:: Material provided ::

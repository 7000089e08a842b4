//! Terminal presentation: grid drawing and the slot → view handle side table.

pub mod grid;

use std::collections::HashMap;

use maze_core::MazeView;

/// Last text drawn for a slot.
#[derive(Debug, Clone, PartialEq, Eq)]
pub struct ViewHandle {
    pub text: String,
}

/// Renderer-owned mapping from slot index to its view handle. Models never see it.
#[derive(Debug, Default)]
pub struct ViewTable {
    handles: HashMap<usize, ViewHandle>,
}

impl ViewTable {
    pub fn new() -> Self {
        Self::default()
    }

    /// Redraws `slot`; returns the new text only when it differs from what is on screen.
    pub fn redraw(&mut self, slot: usize, view: &MazeView) -> Option<String> {
        let text = grid::draw_slot(slot, view);
        match self.handles.get(&slot) {
            Some(handle) if handle.text == text => None,
            _ => {
                self.handles.insert(slot, ViewHandle { text: text.clone() });
                Some(text)
            }
        }
    }

    /// Drops every handle, used when the whole board is rebuilt.
    pub fn reset(&mut self) {
        self.handles.clear();
    }
}

#[cfg(test)]
#[path = "../tests/view_table_tests.rs"]
mod tests;
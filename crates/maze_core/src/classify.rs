use shared::domain::PointId;

use crate::model::{MazeModel, PointSet};

/// Display category of one grid cell.
#[derive(Debug, Clone, Copy, PartialEq, Eq, Hash)]
pub enum CellCategory {
    /// Raw editing mode, the cell is clickable.
    Input,
    Entrance,
    Path,
    Wall,
    Empty,
}

impl CellCategory {
    pub fn is_clickable(self) -> bool {
        self == CellCategory::Input
    }
}

/// First match wins: unsubmitted, entrance, active path, wall, empty.
/// Entrance, path and wall membership may overlap, so the order is part of the contract.
pub fn classify(point: &PointId, model: &MazeModel, active_path: Option<&PointSet>) -> CellCategory {
    if model.maze_id().is_none() {
        return CellCategory::Input;
    }
    if model.entrance() == Some(point) {
        return CellCategory::Entrance;
    }
    if active_path.is_some_and(|path| path.contains(point)) {
        return CellCategory::Path;
    }
    if model.is_wall(point) {
        return CellCategory::Wall;
    }
    CellCategory::Empty
}

#[cfg(test)]
#[path = "tests/classify_tests.rs"]
mod tests;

:::

• _What you should do_: For the string "Option", show each line of the listing where it appears.

• _Solution to this task_:
    pub fn redraw(&mut self, slot: usize, view: &MazeView) -> Option<String> {
pub fn classify(point: &PointId, model: &MazeModel, active_path: Option<&PointSet>) -> CellCategory {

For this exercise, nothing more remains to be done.